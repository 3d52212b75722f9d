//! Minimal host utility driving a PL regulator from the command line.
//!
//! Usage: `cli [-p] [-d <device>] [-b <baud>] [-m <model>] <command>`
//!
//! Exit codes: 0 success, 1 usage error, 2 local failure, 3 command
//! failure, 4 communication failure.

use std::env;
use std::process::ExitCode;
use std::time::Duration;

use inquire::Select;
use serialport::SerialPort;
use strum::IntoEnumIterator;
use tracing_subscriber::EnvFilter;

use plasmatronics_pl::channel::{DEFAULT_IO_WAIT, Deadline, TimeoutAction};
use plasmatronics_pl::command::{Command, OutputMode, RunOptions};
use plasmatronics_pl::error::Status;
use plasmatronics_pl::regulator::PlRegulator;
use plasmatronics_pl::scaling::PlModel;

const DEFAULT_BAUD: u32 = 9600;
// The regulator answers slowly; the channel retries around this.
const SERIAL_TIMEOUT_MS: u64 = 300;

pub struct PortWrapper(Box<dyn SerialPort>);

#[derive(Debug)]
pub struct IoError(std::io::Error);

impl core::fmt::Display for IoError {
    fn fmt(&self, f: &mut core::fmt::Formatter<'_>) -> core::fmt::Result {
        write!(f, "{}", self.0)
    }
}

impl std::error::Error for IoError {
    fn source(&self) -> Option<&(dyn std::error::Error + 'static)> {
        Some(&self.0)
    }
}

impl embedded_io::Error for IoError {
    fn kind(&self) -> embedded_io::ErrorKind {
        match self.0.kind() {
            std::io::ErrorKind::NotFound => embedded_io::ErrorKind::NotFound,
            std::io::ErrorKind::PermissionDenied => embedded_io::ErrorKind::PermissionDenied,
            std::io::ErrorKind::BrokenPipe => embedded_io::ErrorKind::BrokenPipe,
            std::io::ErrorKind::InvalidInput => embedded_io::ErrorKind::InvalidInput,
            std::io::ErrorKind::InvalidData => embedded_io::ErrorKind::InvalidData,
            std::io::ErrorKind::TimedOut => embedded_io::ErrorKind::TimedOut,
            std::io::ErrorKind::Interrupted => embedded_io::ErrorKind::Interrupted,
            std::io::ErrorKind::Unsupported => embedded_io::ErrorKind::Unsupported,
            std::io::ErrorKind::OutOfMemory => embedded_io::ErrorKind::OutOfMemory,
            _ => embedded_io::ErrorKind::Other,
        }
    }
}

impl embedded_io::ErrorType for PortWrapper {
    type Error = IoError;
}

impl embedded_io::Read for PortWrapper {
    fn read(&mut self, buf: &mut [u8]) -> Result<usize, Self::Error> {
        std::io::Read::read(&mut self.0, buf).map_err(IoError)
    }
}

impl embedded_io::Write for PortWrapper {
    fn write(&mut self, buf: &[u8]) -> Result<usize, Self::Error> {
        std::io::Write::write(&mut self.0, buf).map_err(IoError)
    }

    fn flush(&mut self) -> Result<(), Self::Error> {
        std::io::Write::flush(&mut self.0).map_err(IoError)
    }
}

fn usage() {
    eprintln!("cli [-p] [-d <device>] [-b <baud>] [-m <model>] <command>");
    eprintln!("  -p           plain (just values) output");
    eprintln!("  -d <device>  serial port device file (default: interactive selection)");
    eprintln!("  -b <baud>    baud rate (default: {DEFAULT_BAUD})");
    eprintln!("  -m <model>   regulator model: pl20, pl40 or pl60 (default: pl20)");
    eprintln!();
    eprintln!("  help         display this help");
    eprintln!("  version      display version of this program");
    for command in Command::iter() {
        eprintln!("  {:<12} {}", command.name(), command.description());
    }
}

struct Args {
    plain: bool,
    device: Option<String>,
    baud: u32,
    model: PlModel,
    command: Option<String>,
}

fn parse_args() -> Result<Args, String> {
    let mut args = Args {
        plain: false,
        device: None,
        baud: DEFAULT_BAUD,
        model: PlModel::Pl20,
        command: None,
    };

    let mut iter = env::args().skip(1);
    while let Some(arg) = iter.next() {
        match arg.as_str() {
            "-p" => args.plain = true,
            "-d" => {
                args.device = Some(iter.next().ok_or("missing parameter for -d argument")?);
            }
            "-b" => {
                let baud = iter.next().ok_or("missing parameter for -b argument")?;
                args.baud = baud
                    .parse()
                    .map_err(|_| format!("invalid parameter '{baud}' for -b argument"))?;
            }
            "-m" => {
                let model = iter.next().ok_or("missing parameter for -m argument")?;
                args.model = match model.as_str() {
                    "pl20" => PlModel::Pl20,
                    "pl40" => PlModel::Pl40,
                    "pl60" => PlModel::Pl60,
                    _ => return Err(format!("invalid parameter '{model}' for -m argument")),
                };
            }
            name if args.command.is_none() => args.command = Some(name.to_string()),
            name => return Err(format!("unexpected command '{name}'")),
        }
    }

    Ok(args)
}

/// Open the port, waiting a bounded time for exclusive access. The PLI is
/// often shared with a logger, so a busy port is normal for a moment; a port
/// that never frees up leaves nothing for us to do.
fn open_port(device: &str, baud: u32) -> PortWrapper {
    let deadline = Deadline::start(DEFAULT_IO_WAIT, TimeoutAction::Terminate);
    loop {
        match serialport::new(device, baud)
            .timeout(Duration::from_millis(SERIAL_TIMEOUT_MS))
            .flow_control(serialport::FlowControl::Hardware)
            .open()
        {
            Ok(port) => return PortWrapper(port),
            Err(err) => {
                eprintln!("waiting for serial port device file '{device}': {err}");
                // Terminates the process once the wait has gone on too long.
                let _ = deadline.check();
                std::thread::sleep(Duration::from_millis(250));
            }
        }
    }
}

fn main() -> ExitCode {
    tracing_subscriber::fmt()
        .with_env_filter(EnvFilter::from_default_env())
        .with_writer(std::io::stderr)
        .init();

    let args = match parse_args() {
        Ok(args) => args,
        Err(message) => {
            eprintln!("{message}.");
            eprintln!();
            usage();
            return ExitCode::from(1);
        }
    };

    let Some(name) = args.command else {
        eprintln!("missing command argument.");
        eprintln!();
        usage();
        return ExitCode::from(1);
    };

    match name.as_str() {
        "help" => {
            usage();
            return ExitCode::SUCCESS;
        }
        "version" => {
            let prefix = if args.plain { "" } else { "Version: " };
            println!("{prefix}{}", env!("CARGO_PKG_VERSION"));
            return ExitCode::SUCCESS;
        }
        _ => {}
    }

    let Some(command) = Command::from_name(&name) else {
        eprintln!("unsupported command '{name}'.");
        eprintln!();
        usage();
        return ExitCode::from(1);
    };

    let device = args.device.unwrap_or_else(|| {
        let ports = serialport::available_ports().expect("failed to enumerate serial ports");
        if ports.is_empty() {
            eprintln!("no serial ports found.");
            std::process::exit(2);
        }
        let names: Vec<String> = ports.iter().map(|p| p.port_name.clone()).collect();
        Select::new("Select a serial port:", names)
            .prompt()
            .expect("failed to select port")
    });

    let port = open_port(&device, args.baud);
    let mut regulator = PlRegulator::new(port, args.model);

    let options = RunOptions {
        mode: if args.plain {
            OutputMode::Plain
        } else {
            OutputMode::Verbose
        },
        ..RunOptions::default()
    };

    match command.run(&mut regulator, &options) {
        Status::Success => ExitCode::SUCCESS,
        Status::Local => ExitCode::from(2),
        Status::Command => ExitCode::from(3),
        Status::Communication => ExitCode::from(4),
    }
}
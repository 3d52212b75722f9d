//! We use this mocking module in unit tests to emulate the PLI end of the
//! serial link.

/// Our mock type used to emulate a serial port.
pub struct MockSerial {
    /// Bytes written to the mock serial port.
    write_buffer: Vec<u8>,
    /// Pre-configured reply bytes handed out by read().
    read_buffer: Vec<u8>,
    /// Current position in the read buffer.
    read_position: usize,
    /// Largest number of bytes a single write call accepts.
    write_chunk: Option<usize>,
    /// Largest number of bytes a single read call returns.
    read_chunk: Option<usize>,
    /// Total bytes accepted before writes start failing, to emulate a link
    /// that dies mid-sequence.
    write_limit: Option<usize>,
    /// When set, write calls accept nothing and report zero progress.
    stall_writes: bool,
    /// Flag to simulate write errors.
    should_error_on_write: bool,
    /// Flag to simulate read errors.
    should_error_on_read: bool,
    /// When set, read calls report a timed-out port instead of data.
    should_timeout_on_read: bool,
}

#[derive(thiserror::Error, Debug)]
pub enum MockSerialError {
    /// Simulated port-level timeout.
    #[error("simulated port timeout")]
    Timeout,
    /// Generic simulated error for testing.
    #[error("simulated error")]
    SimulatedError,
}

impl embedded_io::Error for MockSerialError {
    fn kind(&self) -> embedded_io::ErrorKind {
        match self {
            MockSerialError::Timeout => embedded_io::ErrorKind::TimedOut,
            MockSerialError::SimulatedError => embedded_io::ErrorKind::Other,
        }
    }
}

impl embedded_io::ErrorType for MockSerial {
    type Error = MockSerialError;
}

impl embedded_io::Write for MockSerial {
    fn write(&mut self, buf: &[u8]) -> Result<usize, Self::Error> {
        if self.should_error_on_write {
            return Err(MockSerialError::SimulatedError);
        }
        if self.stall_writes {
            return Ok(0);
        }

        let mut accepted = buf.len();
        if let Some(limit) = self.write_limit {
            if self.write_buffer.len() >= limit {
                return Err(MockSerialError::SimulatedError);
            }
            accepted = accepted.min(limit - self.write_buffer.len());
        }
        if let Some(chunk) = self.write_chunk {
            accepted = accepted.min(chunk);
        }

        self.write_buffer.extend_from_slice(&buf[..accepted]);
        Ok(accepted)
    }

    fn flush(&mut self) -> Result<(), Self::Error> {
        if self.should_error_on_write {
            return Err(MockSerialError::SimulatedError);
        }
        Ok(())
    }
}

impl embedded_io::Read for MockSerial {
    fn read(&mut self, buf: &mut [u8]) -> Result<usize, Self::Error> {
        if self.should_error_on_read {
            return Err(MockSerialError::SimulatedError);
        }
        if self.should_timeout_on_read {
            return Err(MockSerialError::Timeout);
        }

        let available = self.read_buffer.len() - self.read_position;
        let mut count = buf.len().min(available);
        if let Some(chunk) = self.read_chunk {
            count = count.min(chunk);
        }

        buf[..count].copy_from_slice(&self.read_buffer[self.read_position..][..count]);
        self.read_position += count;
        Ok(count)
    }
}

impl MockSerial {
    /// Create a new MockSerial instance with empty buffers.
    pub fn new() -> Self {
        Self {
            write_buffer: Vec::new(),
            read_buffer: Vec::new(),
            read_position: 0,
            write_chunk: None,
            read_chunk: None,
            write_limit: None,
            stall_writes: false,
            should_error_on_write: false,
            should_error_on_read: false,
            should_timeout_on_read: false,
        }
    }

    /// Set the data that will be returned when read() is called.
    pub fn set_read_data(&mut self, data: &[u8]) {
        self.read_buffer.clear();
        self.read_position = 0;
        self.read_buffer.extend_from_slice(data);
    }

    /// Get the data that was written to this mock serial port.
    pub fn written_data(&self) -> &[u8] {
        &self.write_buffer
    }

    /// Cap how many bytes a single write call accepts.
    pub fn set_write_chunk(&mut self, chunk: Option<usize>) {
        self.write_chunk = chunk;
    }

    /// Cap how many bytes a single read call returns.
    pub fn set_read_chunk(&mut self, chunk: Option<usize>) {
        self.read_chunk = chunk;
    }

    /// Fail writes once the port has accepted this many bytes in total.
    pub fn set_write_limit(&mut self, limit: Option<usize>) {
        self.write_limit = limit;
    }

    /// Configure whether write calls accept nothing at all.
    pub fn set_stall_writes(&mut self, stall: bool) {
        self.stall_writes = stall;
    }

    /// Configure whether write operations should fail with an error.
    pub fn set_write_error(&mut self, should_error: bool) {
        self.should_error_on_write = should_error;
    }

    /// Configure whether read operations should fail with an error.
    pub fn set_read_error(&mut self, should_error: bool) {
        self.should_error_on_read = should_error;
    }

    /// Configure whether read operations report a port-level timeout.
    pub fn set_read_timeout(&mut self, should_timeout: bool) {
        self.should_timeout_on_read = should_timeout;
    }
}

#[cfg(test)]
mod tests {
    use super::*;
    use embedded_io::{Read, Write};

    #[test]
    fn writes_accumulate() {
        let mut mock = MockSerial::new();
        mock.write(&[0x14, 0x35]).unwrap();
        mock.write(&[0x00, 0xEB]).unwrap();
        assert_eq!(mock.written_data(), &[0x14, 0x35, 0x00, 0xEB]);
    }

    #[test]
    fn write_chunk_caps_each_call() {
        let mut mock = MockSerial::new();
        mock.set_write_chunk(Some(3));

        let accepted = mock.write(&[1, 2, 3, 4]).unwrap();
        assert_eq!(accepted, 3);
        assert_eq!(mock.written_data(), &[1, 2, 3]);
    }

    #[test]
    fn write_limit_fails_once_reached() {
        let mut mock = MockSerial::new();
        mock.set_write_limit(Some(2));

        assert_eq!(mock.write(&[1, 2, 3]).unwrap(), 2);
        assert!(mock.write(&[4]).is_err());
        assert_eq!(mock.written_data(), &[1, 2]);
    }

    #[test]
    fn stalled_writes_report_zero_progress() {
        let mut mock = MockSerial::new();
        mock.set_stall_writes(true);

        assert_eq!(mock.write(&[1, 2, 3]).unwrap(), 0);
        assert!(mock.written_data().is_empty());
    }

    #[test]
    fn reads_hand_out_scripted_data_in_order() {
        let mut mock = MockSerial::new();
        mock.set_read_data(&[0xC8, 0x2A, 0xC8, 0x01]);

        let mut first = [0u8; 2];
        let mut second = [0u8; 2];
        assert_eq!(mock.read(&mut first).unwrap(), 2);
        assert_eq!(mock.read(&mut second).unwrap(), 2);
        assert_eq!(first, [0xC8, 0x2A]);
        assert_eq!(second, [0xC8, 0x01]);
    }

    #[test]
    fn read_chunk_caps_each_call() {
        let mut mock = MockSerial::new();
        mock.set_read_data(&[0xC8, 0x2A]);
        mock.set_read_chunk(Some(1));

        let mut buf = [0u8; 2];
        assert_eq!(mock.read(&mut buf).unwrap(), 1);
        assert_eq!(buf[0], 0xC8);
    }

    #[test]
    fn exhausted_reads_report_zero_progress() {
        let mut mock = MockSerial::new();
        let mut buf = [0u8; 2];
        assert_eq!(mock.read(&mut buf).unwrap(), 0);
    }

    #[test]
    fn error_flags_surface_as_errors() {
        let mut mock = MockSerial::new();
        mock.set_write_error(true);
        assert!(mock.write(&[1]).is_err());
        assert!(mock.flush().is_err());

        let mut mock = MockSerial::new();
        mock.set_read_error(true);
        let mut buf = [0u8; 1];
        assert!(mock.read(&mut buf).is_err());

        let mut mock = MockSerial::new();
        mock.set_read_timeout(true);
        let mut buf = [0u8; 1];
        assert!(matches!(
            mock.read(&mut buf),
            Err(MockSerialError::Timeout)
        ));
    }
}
━━━━━━━━━━━━━━━━
EXERCISE OBJECTIVE
Look through the material above. Copy each line where the word "MockSerialError" appears.

RESULT FOR THIS EXERCISE
pub enum MockSerialError {
impl embedded_io::Error for MockSerialError {
            MockSerialError::Timeout => embedded_io::ErrorKind::TimedOut,
            MockSerialError::SimulatedError => embedded_io::ErrorKind::Other,
    type Error = MockSerialError;
            return Err(MockSerialError::SimulatedError);
                return Err(MockSerialError::SimulatedError);
            return Err(MockSerialError::SimulatedError);
            return Err(MockSerialError::SimulatedError);
            return Err(MockSerialError::Timeout);
            Err(MockSerialError::Timeout)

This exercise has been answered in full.